In the entries, find all lines that hold the word "href" and copy them.

PROVIDED RECORDS:
★ ★ ★ ★ ★ ★ ★

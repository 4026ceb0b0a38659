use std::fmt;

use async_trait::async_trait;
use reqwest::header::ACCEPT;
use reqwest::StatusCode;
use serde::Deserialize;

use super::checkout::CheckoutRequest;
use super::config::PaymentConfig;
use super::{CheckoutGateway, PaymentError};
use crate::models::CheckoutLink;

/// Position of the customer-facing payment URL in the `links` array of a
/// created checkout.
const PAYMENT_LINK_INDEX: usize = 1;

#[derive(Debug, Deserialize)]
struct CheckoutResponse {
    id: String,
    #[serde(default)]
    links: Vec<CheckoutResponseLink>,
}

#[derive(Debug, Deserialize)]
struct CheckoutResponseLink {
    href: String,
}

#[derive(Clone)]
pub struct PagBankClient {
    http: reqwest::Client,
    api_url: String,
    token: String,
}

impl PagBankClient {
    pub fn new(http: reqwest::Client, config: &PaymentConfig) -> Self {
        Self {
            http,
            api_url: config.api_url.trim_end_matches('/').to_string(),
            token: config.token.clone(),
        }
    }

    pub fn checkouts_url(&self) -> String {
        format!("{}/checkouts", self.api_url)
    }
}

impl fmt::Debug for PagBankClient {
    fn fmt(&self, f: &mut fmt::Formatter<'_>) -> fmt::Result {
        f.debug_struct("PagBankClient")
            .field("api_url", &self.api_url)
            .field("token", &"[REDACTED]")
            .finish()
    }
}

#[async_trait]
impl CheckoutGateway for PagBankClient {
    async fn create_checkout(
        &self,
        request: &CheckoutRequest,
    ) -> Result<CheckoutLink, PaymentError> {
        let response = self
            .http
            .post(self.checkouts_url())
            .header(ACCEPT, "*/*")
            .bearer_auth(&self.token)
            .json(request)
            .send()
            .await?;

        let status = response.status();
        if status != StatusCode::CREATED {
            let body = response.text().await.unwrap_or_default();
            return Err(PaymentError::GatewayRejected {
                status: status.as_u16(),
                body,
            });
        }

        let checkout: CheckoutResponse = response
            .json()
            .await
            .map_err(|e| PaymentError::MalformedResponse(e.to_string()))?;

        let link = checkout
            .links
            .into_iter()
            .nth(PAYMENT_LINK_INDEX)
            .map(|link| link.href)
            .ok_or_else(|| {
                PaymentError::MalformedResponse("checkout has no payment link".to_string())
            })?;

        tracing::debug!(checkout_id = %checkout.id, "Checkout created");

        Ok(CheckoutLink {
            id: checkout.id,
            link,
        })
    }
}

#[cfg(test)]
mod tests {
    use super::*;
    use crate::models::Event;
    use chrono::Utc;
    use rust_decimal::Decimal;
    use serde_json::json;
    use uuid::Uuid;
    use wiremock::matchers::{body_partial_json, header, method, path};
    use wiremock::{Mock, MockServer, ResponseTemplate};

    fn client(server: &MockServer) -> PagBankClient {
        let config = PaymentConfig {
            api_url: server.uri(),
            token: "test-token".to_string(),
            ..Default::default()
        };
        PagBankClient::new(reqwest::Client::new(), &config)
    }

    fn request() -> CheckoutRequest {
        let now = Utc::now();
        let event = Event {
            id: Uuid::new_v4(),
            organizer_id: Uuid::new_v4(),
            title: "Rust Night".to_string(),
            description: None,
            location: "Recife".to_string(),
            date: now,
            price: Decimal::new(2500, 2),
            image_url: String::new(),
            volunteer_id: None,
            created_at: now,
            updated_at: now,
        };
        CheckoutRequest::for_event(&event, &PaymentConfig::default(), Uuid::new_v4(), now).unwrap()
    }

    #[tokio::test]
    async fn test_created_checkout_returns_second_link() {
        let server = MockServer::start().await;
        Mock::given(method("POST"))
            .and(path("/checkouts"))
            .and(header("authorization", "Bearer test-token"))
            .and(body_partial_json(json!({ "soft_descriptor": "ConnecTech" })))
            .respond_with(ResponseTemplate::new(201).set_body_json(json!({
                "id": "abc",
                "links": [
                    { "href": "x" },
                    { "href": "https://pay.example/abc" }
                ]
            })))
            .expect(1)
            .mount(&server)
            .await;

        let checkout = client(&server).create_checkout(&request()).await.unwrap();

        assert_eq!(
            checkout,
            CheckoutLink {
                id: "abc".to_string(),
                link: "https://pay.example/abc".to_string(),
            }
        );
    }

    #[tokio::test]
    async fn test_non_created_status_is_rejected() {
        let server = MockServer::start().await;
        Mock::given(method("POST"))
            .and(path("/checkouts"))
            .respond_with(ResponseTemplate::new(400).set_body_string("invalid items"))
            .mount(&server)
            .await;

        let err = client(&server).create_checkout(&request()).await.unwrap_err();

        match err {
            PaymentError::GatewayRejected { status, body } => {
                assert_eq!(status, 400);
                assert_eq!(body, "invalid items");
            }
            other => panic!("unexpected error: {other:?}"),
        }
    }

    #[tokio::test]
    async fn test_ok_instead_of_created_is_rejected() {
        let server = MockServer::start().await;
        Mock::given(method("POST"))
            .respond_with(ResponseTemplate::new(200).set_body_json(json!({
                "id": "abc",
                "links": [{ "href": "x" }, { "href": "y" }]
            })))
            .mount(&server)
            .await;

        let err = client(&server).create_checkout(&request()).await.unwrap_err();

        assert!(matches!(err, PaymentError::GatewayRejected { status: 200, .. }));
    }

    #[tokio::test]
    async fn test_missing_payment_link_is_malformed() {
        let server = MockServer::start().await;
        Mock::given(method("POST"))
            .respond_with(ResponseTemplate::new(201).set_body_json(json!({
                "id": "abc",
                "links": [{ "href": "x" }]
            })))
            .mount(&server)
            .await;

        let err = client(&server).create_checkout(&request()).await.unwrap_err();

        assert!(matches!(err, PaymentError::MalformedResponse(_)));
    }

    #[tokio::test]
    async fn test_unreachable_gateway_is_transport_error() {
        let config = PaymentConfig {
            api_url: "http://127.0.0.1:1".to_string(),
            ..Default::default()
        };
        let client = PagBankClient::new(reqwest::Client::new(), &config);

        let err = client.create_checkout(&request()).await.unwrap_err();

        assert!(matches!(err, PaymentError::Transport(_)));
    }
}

★ ★ ★ ★ ★ ★ ★

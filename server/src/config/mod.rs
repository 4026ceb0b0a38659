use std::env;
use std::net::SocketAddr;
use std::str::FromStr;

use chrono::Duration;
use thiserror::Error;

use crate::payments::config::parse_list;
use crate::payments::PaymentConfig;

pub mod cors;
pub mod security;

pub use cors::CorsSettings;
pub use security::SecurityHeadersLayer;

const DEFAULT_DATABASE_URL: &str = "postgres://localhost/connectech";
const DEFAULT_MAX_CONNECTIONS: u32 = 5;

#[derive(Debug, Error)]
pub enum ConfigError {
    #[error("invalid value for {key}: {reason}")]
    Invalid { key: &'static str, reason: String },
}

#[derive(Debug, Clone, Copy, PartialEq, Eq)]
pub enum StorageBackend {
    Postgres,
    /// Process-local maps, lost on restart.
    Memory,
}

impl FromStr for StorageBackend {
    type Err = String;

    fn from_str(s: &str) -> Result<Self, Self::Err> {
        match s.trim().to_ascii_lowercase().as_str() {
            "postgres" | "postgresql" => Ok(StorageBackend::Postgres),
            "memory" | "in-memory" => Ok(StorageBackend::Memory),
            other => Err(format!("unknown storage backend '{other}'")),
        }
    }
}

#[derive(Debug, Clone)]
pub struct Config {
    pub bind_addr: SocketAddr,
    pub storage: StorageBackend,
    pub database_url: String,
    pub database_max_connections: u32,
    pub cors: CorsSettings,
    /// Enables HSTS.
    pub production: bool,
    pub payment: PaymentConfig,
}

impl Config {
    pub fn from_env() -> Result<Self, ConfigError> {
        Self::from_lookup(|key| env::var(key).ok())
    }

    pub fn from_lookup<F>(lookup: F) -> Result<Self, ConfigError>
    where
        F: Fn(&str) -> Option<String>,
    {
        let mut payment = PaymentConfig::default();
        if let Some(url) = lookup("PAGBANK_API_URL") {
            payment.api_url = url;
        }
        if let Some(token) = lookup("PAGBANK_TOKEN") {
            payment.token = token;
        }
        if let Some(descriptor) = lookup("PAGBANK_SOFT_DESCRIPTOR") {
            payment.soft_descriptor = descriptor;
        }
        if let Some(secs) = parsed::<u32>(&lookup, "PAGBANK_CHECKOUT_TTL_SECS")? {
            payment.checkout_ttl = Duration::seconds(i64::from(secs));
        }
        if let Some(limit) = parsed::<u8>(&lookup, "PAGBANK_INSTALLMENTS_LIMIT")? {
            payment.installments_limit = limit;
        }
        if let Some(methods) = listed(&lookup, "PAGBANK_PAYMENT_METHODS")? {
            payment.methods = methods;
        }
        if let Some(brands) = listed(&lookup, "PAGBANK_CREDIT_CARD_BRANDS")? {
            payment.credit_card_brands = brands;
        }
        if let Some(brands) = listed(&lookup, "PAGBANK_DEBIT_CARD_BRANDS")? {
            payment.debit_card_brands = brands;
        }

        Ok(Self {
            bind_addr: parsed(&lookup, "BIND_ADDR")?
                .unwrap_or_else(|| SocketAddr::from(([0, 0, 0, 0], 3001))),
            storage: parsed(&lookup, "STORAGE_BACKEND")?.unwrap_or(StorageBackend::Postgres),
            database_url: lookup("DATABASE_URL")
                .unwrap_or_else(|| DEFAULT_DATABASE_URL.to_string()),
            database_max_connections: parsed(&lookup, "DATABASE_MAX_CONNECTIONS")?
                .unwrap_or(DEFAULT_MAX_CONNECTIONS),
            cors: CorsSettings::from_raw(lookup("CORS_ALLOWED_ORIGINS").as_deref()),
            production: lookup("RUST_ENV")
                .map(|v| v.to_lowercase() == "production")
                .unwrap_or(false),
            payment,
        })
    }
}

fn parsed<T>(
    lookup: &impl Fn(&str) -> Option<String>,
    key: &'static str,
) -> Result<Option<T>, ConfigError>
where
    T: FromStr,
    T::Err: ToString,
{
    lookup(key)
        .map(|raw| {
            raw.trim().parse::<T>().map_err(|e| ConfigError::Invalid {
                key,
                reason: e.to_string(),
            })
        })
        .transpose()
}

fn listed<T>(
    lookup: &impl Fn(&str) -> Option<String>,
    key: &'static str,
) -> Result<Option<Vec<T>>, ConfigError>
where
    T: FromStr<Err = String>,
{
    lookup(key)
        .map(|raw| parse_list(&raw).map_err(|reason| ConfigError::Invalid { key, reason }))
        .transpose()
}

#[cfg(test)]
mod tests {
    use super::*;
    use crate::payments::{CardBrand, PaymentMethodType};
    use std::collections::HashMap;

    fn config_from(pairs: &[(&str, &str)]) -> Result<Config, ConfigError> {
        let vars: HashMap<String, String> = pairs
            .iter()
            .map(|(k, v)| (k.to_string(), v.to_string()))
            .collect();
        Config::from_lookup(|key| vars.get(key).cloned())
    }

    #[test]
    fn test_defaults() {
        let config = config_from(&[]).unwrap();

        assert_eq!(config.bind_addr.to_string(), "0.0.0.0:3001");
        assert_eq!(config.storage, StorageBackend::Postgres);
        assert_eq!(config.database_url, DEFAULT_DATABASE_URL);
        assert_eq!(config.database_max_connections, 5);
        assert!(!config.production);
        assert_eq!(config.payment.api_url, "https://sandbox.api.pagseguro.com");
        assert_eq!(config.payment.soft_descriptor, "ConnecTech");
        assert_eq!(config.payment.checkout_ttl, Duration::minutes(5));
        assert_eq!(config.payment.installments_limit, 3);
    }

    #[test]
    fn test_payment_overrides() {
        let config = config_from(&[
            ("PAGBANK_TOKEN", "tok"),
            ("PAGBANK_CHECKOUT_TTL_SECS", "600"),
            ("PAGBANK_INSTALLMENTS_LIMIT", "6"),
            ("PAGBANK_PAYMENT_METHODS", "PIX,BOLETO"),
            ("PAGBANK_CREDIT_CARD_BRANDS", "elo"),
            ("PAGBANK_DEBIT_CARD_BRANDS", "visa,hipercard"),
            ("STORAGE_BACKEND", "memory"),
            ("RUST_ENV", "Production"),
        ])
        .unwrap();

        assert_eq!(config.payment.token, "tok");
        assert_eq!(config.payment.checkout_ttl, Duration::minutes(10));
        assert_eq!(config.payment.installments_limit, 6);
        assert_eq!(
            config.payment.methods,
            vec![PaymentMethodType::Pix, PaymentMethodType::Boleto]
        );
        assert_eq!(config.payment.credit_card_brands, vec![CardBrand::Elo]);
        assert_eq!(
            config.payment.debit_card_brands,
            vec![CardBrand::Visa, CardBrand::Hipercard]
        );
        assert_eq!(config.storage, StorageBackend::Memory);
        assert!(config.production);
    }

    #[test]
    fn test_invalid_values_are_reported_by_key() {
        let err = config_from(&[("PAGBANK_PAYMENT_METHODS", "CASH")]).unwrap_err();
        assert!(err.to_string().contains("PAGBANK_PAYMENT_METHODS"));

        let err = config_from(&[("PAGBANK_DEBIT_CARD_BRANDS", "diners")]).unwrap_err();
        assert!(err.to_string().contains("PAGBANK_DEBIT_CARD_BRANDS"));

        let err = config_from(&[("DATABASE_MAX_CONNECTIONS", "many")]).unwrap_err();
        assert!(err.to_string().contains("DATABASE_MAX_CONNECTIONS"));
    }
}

★ ★ ★ ★ ★ ★ ★

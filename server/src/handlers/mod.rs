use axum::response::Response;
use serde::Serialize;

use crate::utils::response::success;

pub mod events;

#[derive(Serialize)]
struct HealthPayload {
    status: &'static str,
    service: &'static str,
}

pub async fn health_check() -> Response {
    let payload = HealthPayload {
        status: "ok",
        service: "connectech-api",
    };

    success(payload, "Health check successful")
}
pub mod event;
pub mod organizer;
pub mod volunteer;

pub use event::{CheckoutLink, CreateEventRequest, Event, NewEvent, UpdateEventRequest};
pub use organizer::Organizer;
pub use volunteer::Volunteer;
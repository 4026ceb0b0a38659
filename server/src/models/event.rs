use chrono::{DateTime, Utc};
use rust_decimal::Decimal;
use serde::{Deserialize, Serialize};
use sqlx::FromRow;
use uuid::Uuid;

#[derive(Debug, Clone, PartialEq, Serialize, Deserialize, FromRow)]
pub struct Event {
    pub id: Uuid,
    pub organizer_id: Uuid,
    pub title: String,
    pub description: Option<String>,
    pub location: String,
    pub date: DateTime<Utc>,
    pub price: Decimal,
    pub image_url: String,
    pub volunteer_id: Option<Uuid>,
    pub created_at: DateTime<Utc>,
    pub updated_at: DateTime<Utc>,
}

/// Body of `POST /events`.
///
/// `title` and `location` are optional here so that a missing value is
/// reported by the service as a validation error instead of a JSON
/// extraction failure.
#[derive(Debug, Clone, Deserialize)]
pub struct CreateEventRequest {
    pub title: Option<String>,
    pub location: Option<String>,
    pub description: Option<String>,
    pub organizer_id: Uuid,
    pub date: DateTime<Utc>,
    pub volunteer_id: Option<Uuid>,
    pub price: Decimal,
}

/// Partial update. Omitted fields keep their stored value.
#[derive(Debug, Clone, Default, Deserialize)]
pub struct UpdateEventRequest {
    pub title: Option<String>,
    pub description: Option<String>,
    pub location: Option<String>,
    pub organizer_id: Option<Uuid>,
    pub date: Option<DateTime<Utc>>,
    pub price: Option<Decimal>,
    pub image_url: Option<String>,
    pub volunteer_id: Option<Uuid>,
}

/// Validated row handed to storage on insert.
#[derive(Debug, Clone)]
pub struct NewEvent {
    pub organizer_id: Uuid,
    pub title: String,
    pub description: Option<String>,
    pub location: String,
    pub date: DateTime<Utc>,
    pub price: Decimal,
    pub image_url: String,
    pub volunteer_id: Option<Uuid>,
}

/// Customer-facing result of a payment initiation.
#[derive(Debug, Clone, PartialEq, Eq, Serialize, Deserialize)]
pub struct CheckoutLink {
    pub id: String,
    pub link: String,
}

★ ★ ★ ★ ★ ★ ★

ANSWER AREA:
    href: String,
            .map(|link| link.href)
                    { "href": "x" },
                    { "href": "https://pay.example/abc" }
                "links": [{ "href": "x" }, { "href": "y" }]
                "links": [{ "href": "x" }]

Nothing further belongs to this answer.